Abrí la ventana de par en par, apagué la luz y me quedé pensando en los últimos días en Los Olvidos, en la tonada que no se terminaba de desvanecer, y en la joven del jardín que asociaba yo con la voz que se había escuchado sobresaliendo de la música en la saliente de la terraza.
Estaba yo seguro que ella me había visto antes que yo a ella; que ella sabía cosas de mí en tanto que yo no sabía nada de ella. Me frustraba que al verla por el jardín no se hubiera vuelto de manera que hubiera yo podido ver sus ojos; morirme de la pena pero leer sus ojos; leer sus pensamientos como yo estaba seguro que ella estaría leyendo los míos que solamente revoloteaban en torno suyo sin importar que estuviera yo hasta el otro extremo fuera de la bahía.
Sentirme descubierto de esa forma me inquietaba. ¿Cómo podía yo imaginar que alguien a quien no conocía y que tal vez ni existiera, leyera mi mente y en alguna forma hubiera sabido que yo por fin llegaría al portón de Los Olvidos sin razón aparente alguna?
Esta idea “descabellada” implicaría que había yo ido a Los Olvidos porque alguien esperaba que fuera. Me dije a mi mismo que ahora sí se me había disparado la imaginación.

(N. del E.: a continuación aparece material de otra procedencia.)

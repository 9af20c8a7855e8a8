use serde::{Deserialize, Serialize};

use crate::{error::DomainError, ids::WordId};

#[derive(Clone, Debug, Serialize, Deserialize, PartialEq, Eq)]
#[serde(rename_all = "camelCase")]
pub struct Word {
    pub id: WordId,
    pub word_text: String,
    #[serde(default, skip_serializing_if = "Option::is_none")]
    pub definition: Option<String>,
    #[serde(default, skip_serializing_if = "Option::is_none")]
    pub pronunciation_hint: Option<String>,
}

impl Word {
    pub fn new(id: impl Into<WordId>, word_text: impl Into<String>) -> Self {
        Self {
            id: id.into(),
            word_text: word_text.into(),
            definition: None,
            pronunciation_hint: None,
        }
    }

    pub fn validate(&self) -> Result<(), DomainError> {
        if self.word_text.trim().is_empty() {
            return Err(DomainError::validation(format!(
                "word {} has no text",
                self.id
            )));
        }
        Ok(())
    }

    /// Number of characters shown by a letter-by-letter reveal.
    pub fn letter_count(&self) -> usize {
        self.word_text.chars().count()
    }
}

#[cfg(test)]
mod tests {
    use super::*;

    #[test]
    fn word_from_wire() {
        let word: Word =
            serde_json::from_str(r#"{"id": 3, "wordText": "cat", "definition": "a pet"}"#).unwrap();
        assert_eq!(word.word_text, "cat");
        assert_eq!(word.definition.as_deref(), Some("a pet"));
        assert!(word.pronunciation_hint.is_none());
        assert_eq!(word.letter_count(), 3);
    }

    #[test]
    fn blank_words_fail_validation() {
        assert!(Word::new("1", "  ").validate().is_err());
        assert!(Word::new("1", "sun").validate().is_ok());
    }
}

Nada de eso era real. Los Olvidos era una simple casa muy bonita, pero una casa vieja de ladrillos y tejas, con puertas y ventanas de madera que olían a cedro pero nada más… Intentaba yo convencerme de que debía yo ser práctico, realista, de no perder tan fácilmente la serenidad y menos por espejismos…
Me inquietaba haber cruzado una barrera invisible; haberme atrevido a aventurarme y cruzar el portón de esa casa que tantas y tantas veces me había transmitido su nostalgia mirándola desde el rumbo de La Quebrada. ¿Había yo ido por mi propia curiosidad o por otro motivo, acudiendo a un llamado?
El ambiente de mi habitación parecía impregnado con olor a cedro mezclado con gardenias; la cálida brisa se adentraba por la ventana sin mezclarse con el fresco del interior y sin vencerlo. No me había yo dormido pero tener los ojos abiertos no era insomnio. Podría haberlos tenido cerrados y de todas formas habrían pasado ante mí las imágenes de los últimos días.
Sentí caricias sobre mis sienes, caricias apenas perceptibles, caricias acompañadas de una sensación de consuelo, un consuelo que solamente alguien que conociera los primeros años de mi adolescencia podría darme. Durante las noches en el dormitorio de mi colegio militar en Virginia, permanecí muchas veces despierto mirando a las luciérnagas juguetear, pensando en regresar, en volver, en nunca haberme ido de mi casa.
Entonces sobre mis sienes había sentido las mismas caricias acompañadas de la misma sensación de consuelo de alguien que conocía mis sentimientos mejor que yo mismo; alguien que sabía que alguna vez tendría yo que volver aunque me quedara atrás en ese colegio. Esta noche en Acapulco tenía la misma sensación de aquellas noches en el internado; esa sensación de cercanía tanto tiempo después y tan lejos.